Cellular changes in lymph nodes associated with breast cancer metastases. A: Graphical representation of a normal lymph node. The subcapsular sinus (brown) contains macrophages and is lined by lymphatic endothelial cells. The cortex (blue) contains follicles that consist of B cells and follicular dendritic cells. Fibroblastic reticular cells/conduits are depicted in the cortex and paracortex (green). The paracortex contains T cells, dendritic cells, and high endothelial venules. Macrophages are depicted in the medulla (purple). B: Enlargement of tumor-involved lymph node is seen with the invasion and growth of cancer cells. B cells accumulate in tumor-involved lymph nodes (germinal centers are depicted as darker blue), whereas the overall T cell compartment contracts. Of note, the regulatory T cell population has been shown to expand in tumor-involved lymph nodes.
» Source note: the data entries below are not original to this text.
//! Response envelope and request helpers shared by the REST handlers.

use axum::{
    extract::rejection::JsonRejection,
    http::StatusCode,
    response::{IntoResponse, Response},
    Json,
};
use serde::Serialize;
use uuid::Uuid;

use crate::error::AppError;

/// `{ "status": 200, "data": ... }`
#[derive(Debug, Serialize)]
pub struct ApiResponse<T> {
    pub status: u16,
    pub data: T,
}

impl<T: Serialize> ApiResponse<T> {
    pub fn ok(data: T) -> Self {
        Self {
            status: StatusCode::OK.as_u16(),
            data,
        }
    }
}

impl<T: Serialize> IntoResponse for ApiResponse<T> {
    fn into_response(self) -> Response {
        (StatusCode::OK, Json(self)).into_response()
    }
}

pub type ApiResult<T> = Result<ApiResponse<T>, AppError>;

/// Unwrap a JSON body, reporting malformed input as a 400
pub fn json_body<T>(payload: Result<Json<T>, JsonRejection>) -> Result<T, AppError> {
    payload.map(|Json(body)| body).map_err(|e| {
        tracing::debug!(error = %e, "Rejected request body");
        AppError::Validation("Invalid request body".to_string())
    })
}

/// A present, non-blank string parameter
pub fn required(value: Option<String>, name: &str) -> Result<String, AppError> {
    value
        .filter(|v| !v.trim().is_empty())
        .ok_or_else(|| AppError::Validation(format!("Param {} is required.", name)))
}

pub fn parse_id(raw: &str) -> Result<Uuid, AppError> {
    Uuid::parse_str(raw).map_err(|_| AppError::Validation("Invalid id format".to_string()))
}
use std::collections::HashSet;
use std::sync::atomic::{AtomicU64, Ordering};
use std::sync::Arc;

use serde::Serialize;

use crate::connection_manager::{ConnectionHandle, ConnectionRegistry};
use crate::metrics::FanoutMetrics;
use crate::websocket::{OutboundEnvelope, OutboundMessage};

/// Threshold for using pre-serialization (saves serialization overhead for larger sends)
const PRESERIALIZATION_THRESHOLD: usize = 4;

/// Outcome of a single `deliver` call
#[derive(Debug, Clone, Default, PartialEq, Eq, Serialize)]
pub struct DeliveryReport {
    /// Distinct user ids asked for
    pub target_users: usize,
    /// Connections the envelope was queued on
    pub delivered: usize,
    /// Connections found but not writable
    pub skipped: usize,
}

/// Statistics for the fan-out dispatcher
#[derive(Debug, Default)]
pub struct DispatcherStats {
    pub total_deliveries: AtomicU64,
    pub total_delivered: AtomicU64,
    pub total_skipped: AtomicU64,
}

impl DispatcherStats {
    pub fn snapshot(&self) -> DispatcherStatsSnapshot {
        DispatcherStatsSnapshot {
            total_deliveries: self.total_deliveries.load(Ordering::Relaxed),
            total_delivered: self.total_delivered.load(Ordering::Relaxed),
            total_skipped: self.total_skipped.load(Ordering::Relaxed),
        }
    }
}

#[derive(Debug, Clone, Serialize)]
pub struct DispatcherStatsSnapshot {
    pub total_deliveries: u64,
    pub total_delivered: u64,
    pub total_skipped: u64,
}

/// Pushes envelopes to every live connection of a set of users.
///
/// Delivery never waits on a peer. Frames go onto each connection's bounded
/// outbound queue with `try_send`; a connection that is closing, gone, or
/// backed up is skipped for that envelope.
pub struct FanoutDispatcher {
    registry: Arc<ConnectionRegistry>,
    stats: DispatcherStats,
}

impl FanoutDispatcher {
    pub fn new(registry: Arc<ConnectionRegistry>) -> Self {
        Self {
            registry,
            stats: DispatcherStats::default(),
        }
    }

    pub fn stats(&self) -> DispatcherStatsSnapshot {
        self.stats.snapshot()
    }

    #[tracing::instrument(
        name = "fanout.deliver",
        skip(self, target_user_ids, envelope),
        fields(envelope = envelope.name(), user_count = target_user_ids.len())
    )]
    pub fn deliver(&self, target_user_ids: &HashSet<String>, envelope: &OutboundEnvelope) -> DeliveryReport {
        let connections: Vec<Arc<ConnectionHandle>> = target_user_ids
            .iter()
            .flat_map(|user_id| self.registry.find_by_user(user_id))
            .collect();

        let mut report = DeliveryReport {
            target_users: target_user_ids.len(),
            ..Default::default()
        };

        if connections.is_empty() {
            self.record(&report);
            return report;
        }

        let outbound = if connections.len() >= PRESERIALIZATION_THRESHOLD {
            match OutboundMessage::preserialized(envelope) {
                Ok(msg) => msg,
                Err(e) => {
                    tracing::error!(error = %e, "Failed to pre-serialize envelope, falling back to per-connection serialization");
                    OutboundMessage::Raw(envelope.clone())
                }
            }
        } else {
            OutboundMessage::Raw(envelope.clone())
        };

        for conn in &connections {
            match conn.try_send(outbound.clone()) {
                Ok(()) => report.delivered += 1,
                Err(e) => {
                    tracing::debug!(
                        connection_id = %conn.id,
                        user_id = ?conn.user_id(),
                        error = %e,
                        "Skipping connection"
                    );
                    report.skipped += 1;
                }
            }
        }

        self.record(&report);

        tracing::debug!(
            delivered = report.delivered,
            skipped = report.skipped,
            "Fan-out complete"
        );

        report
    }

    fn record(&self, report: &DeliveryReport) {
        self.stats.total_deliveries.fetch_add(1, Ordering::Relaxed);
        self.stats
            .total_delivered
            .fetch_add(report.delivered as u64, Ordering::Relaxed);
        self.stats
            .total_skipped
            .fetch_add(report.skipped as u64, Ordering::Relaxed);

        FanoutMetrics::record_delivery();
        FanoutMetrics::record_delivered(report.delivered as u64);
        FanoutMetrics::record_skipped(report.skipped as u64);
    }
}
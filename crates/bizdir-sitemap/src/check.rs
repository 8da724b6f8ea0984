//! Read back a generated sitemap set and verify its structure.
//!
//! Starts from the pointer, follows it to the manifest, then parses every
//! listed segment. Problems are collected rather than returned as errors so a
//! single pass reports everything wrong with a directory.

use crate::config::GeneratorConfig;
use crate::error::{Result, SitemapError};
use crate::model::{parse_company_segment_name, SiteUrl, MANIFEST_FILE, STATIC_SEGMENT};
use crate::xml::{self, DocumentKind};
use serde::Serialize;
use std::path::Path;
use tracing::warn;

/// URL count of one segment file.
#[derive(Debug, Clone, Serialize)]
pub struct SegmentCount {
    pub filename: String,
    pub urls: usize,
}

/// Result of checking a sitemap set.
#[derive(Debug, Clone, Default, Serialize)]
pub struct CheckReport {
    pub segments: Vec<SegmentCount>,
    pub total_urls: usize,
    pub problems: Vec<String>,
}

impl CheckReport {
    pub fn is_ok(&self) -> bool {
        self.problems.is_empty()
    }

    fn problem(&mut self, msg: String) {
        warn!("{msg}");
        self.problems.push(msg);
    }
}

/// Verify the set described by `config`.
///
/// Unreadable or unparseable pointer/manifest files are errors; everything
/// found wrong past that point is recorded in the report.
pub async fn check(config: &GeneratorConfig) -> Result<CheckReport> {
    let site = config.site()?;
    let mut report = CheckReport::default();

    let pointer = read_document(&config.pointer_path).await?;
    if pointer.kind != DocumentKind::SitemapIndex || pointer.locs.len() != 1 {
        report.problem(format!(
            "pointer {} should be a sitemap index with exactly one entry, found {} entries",
            config.pointer_path.display(),
            pointer.locs.len()
        ));
    }
    let expected_manifest = site.sitemap_file_url(MANIFEST_FILE);
    if pointer.locs.first() != Some(&expected_manifest) {
        report.problem(format!(
            "pointer should reference {expected_manifest}, found {:?}",
            pointer.locs.first()
        ));
    }

    let manifest = read_document(&config.output_dir.join(MANIFEST_FILE)).await?;
    if manifest.kind != DocumentKind::SitemapIndex {
        report.problem(format!("{MANIFEST_FILE} is not a sitemap index"));
    }

    let filenames = manifest_filenames(&site, &manifest.locs, &mut report);
    check_order(&filenames, &mut report);

    for name in &filenames {
        let path = config.output_dir.join(name);
        match read_document(&path).await {
            Ok(doc) if doc.kind == DocumentKind::UrlSet => {
                report.total_urls += doc.locs.len();
                report.segments.push(SegmentCount {
                    filename: name.clone(),
                    urls: doc.locs.len(),
                });
            }
            Ok(_) => report.problem(format!("{name} is not a <urlset> document")),
            Err(e) => report.problem(format!("{name}: {e}")),
        }
    }

    check_capacity(config.segment_capacity, &mut report);
    Ok(report)
}

async fn read_document(path: &Path) -> Result<xml::ParsedDocument> {
    let body = tokio::fs::read_to_string(path)
        .await
        .map_err(|e| SitemapError::io(path, e))?;
    xml::parse_locs(&body)
}

fn manifest_filenames(site: &SiteUrl, locs: &[String], report: &mut CheckReport) -> Vec<String> {
    let mut names = Vec::with_capacity(locs.len());
    for loc in locs {
        match site.sitemap_filename(loc) {
            Some(name) => names.push(name),
            None => report.problem(format!("manifest entry outside the sitemap path: {loc}")),
        }
    }
    names
}

/// Static segment first, then numbered segments 1..=n without gaps.
fn check_order(names: &[String], report: &mut CheckReport) {
    match names.first() {
        Some(first) if first == STATIC_SEGMENT => {}
        other => report.problem(format!(
            "manifest should start with {STATIC_SEGMENT}, found {other:?}"
        )),
    }

    for (i, name) in names.iter().skip(1).enumerate() {
        match parse_company_segment_name(name) {
            Some(n) if n == i + 1 => {}
            Some(_) => report.problem(format!(
                "{name} listed where segment-companies-{}.xml was expected",
                i + 1
            )),
            None => report.problem(format!("unexpected manifest entry {name}")),
        }
    }
}

/// Every numbered segment but the last must be exactly full; none may overflow.
fn check_capacity(capacity: usize, report: &mut CheckReport) {
    let numbered: Vec<(String, usize)> = report
        .segments
        .iter()
        .filter(|s| parse_company_segment_name(&s.filename).is_some())
        .map(|s| (s.filename.clone(), s.urls))
        .collect();

    for (i, (name, urls)) in numbered.iter().enumerate() {
        let is_last = i + 1 == numbered.len();
        if *urls > capacity {
            report.problem(format!("{name} holds {urls} URLs, above capacity {capacity}"));
        } else if !is_last && *urls != capacity {
            report.problem(format!("{name} holds {urls} URLs but is not the last segment"));
        } else if *urls == 0 {
            report.problem(format!("{name} is empty"));
        }
    }

    if let Some(s) = report.segments.iter().find(|s| s.filename == STATIC_SEGMENT) {
        if s.urls > capacity {
            let msg = format!("{STATIC_SEGMENT} holds {} URLs, above capacity {capacity}", s.urls);
            report.problem(msg);
        }
    }
}

#[cfg(test)]
mod tests {
    use super::*;
    use crate::exporter::NoProgress;
    use crate::pipeline::generate;
    use crate::source::testing::MemorySource;

    async fn generated(rows: usize) -> (tempfile::TempDir, GeneratorConfig) {
        let tmp = tempfile::tempdir().unwrap();
        let config = GeneratorConfig {
            page_size: 4,
            segment_capacity: 10,
            ..GeneratorConfig::rooted_at(tmp.path())
        };
        generate(&config, &mut MemorySource::with_rows(rows), &NoProgress)
            .await
            .unwrap();
        (tmp, config)
    }

    #[tokio::test]
    async fn test_generated_set_passes() {
        let (_tmp, config) = generated(27).await;
        let report = check(&config).await.unwrap();
        assert!(report.is_ok(), "{:?}", report.problems);
        assert_eq!(report.segments.len(), 4);
        assert_eq!(report.total_urls, 27 + 7);
    }

    #[tokio::test]
    async fn test_missing_segment_reported() {
        let (_tmp, config) = generated(27).await;
        std::fs::remove_file(config.output_dir.join("segment-companies-2.xml")).unwrap();

        let report = check(&config).await.unwrap();
        assert!(!report.is_ok());
        assert!(report.problems.iter().any(|p| p.contains("segment-companies-2.xml")));
    }

    #[tokio::test]
    async fn test_short_middle_segment_reported() {
        let (_tmp, config) = generated(27).await;
        let site = config.site().unwrap();
        let short: Vec<_> = (0..3)
            .map(|i| crate::model::UrlRecord {
                loc: site.company_url(&i.to_string()),
                lastmod: None,
                changefreq: None,
                priority: None,
            })
            .collect();
        std::fs::write(
            config.output_dir.join("segment-companies-1.xml"),
            xml::render_urlset(&short).unwrap(),
        )
        .unwrap();

        let report = check(&config).await.unwrap();
        assert!(report
            .problems
            .iter()
            .any(|p| p.contains("segment-companies-1.xml") && p.contains("not the last")));
    }

    #[tokio::test]
    async fn test_missing_manifest_is_error() {
        let (_tmp, config) = generated(5).await;
        std::fs::remove_file(config.output_dir.join(MANIFEST_FILE)).unwrap();
        assert!(check(&config).await.unwrap_err().is_io());
    }

    #[test]
    fn test_order_gap_detected() {
        let mut report = CheckReport::default();
        let names: Vec<String> = [
            STATIC_SEGMENT,
            "segment-companies-1.xml",
            "segment-companies-3.xml",
        ]
        .iter()
        .map(|s| s.to_string())
        .collect();
        check_order(&names, &mut report);
        assert_eq!(report.problems.len(), 1);
    }
}
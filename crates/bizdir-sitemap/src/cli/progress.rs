// Copyright 2026 Business Directory Contributors
// SPDX-License-Identifier: MIT

//! Terminal progress display for the export scan.
//!
//! Uses `indicatif` to show a row counter with throughput while pages are
//! consumed, and prints a line for each sealed segment above the bar.

use crate::cli::output::{self, Styled};
use crate::exporter::ExportProgress;
use indicatif::{ProgressBar, ProgressStyle};
use std::time::Duration;

/// Progress bar over the company rows of one export.
pub struct ScanProgress {
    bar: ProgressBar,
    styled: Styled,
}

impl ScanProgress {
    /// Create a bar that draws to stderr, or a hidden one in quiet/JSON mode.
    pub fn new() -> Self {
        let bar = if output::is_quiet() || output::is_json() {
            ProgressBar::hidden()
        } else {
            ProgressBar::new_spinner()
        };
        Self {
            bar,
            styled: Styled::new(),
        }
    }
}

impl Default for ScanProgress {
    fn default() -> Self {
        Self::new()
    }
}

fn bar_style() -> ProgressStyle {
    ProgressStyle::with_template(concat!(
        "  {spinner:.cyan} [{bar:30.cyan/blue}] {human_pos}/{human_len} rows",
        " ({percent}%) {per_sec} eta {eta}",
    ))
    .unwrap_or_else(|_| ProgressStyle::default_bar())
    .progress_chars("\u{2588}\u{2589}\u{2591}")
}

impl ExportProgress for ScanProgress {
    fn started(&self, total_rows: u64) {
        self.bar.set_length(total_rows);
        self.bar.set_style(bar_style());
        self.bar.enable_steady_tick(Duration::from_millis(120));
    }

    fn page_done(&self, processed: u64, total_rows: u64, _elapsed: Duration) {
        // The table can grow while it is being scanned.
        if processed > total_rows {
            self.bar.set_length(processed);
        }
        self.bar.set_position(processed);
    }

    fn segment_sealed(&self, filename: &str, urls: usize) {
        self.bar.println(format!(
            "  {} {filename:<30} {}",
            self.styled.ok_sym(),
            self.styled.dim(&format!("{} URLs", output::format_count(urls as u64)))
        ));
    }

    fn finished(&self, processed: u64) {
        self.bar.set_position(processed);
        self.bar.finish_and_clear();
    }
}
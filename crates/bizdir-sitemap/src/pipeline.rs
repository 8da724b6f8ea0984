//! One generation run: prepare the output directory, export every segment,
//! then write the manifest and pointer.
//!
//! Any failure aborts the run before the index step, so a directory without a
//! fresh `sitemap-index.xml` is always the sign of an incomplete run.

use crate::config::GeneratorConfig;
use crate::error::Result;
use crate::exporter::{ExportProgress, SealedSegment, SegmentedExporter};
use crate::index::write_index;
use crate::source::CompanySource;
use crate::workspace::prepare_output_dir;
use chrono::{DateTime, Utc};
use serde::Serialize;
use std::path::PathBuf;
use std::time::{Duration, Instant};
use tracing::info;

/// What a successful run produced.
#[derive(Debug, Clone, Serialize)]
pub struct GenerationReport {
    /// Every segment file, static first, then numbered in index order.
    pub segments: Vec<SealedSegment>,
    /// Row count reported by the source.
    pub total_rows: u64,
    /// Company URLs written across all numbered segments.
    pub company_urls: u64,
    pub stale_files_removed: usize,
    pub manifest: PathBuf,
    pub pointer: PathBuf,
    pub generated_at: DateTime<Utc>,
    #[serde(serialize_with = "serialize_millis")]
    pub elapsed: Duration,
}

impl GenerationReport {
    /// Segment filenames in manifest order.
    pub fn filenames(&self) -> Vec<String> {
        self.segments.iter().map(|s| s.filename.clone()).collect()
    }

    /// Number of segment files, including the static one.
    pub fn file_count(&self) -> usize {
        self.segments.len()
    }
}

fn serialize_millis<S>(d: &Duration, s: S) -> std::result::Result<S::Ok, S::Error>
where
    S: serde::Serializer,
{
    s.serialize_u64(d.as_millis() as u64)
}

/// Run the full pipeline with the current time as the run clock.
pub async fn generate(
    config: &GeneratorConfig,
    source: &mut dyn CompanySource,
    progress: &dyn ExportProgress,
) -> Result<GenerationReport> {
    generate_at(config, source, progress, Utc::now()).await
}

/// Run the full pipeline with an explicit run clock.
///
/// `generated_at` is the `<lastmod>` of every manifest entry and of every
/// company without a registration date, so a fixed value makes output
/// reproducible.
pub async fn generate_at(
    config: &GeneratorConfig,
    source: &mut dyn CompanySource,
    progress: &dyn ExportProgress,
    generated_at: DateTime<Utc>,
) -> Result<GenerationReport> {
    config.validate()?;
    let site = config.site()?;
    let started = Instant::now();

    let stale_files_removed = prepare_output_dir(&config.output_dir).await?;

    let exporter = SegmentedExporter::new(config, &site, generated_at).with_progress(progress);
    let static_segment = exporter.write_static(&config.static_entries).await?;
    let summary = exporter.export(source).await?;

    let company_urls: u64 = summary.segments.iter().map(|s| s.urls as u64).sum();
    let mut segments = Vec::with_capacity(summary.segments.len() + 1);
    segments.push(static_segment);
    segments.extend(summary.segments);

    let filenames: Vec<String> = segments.iter().map(|s| s.filename.clone()).collect();
    let files = write_index(
        &config.output_dir,
        &config.pointer_path,
        &filenames,
        &site,
        generated_at,
    )
    .await?;

    let elapsed = started.elapsed();
    info!(
        files = segments.len(),
        company_urls,
        elapsed_ms = elapsed.as_millis() as u64,
        "sitemap generation complete"
    );

    Ok(GenerationReport {
        segments,
        total_rows: summary.total_rows,
        company_urls,
        stale_files_removed,
        manifest: files.manifest,
        pointer: files.pointer,
        generated_at,
        elapsed,
    })
}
Remodeling of lymph nodes and enhanced collagen production by fibroblastic reticular cells and recruited cancer-associated fibroblasts have been observed in tumor-involved lymph nodes. High endothelial venules are remodeled and show an increased lumen diameter and thinner endothelial layer. In tumor-involved lymph nodes, the lymphatic vasculature is expanded, many dendritic cells are immature, and subsets of functionally impaired natural killer cells and T cells are present. Macrophages, neutrophils,⁸ and myeloid-derived suppressor cells are recruited to tumor-involved lymph nodes and exhibit a protumor phenotype. Cancer cells can gain access to lymphatic and blood vasculatures of lymph nodes to further metastasize.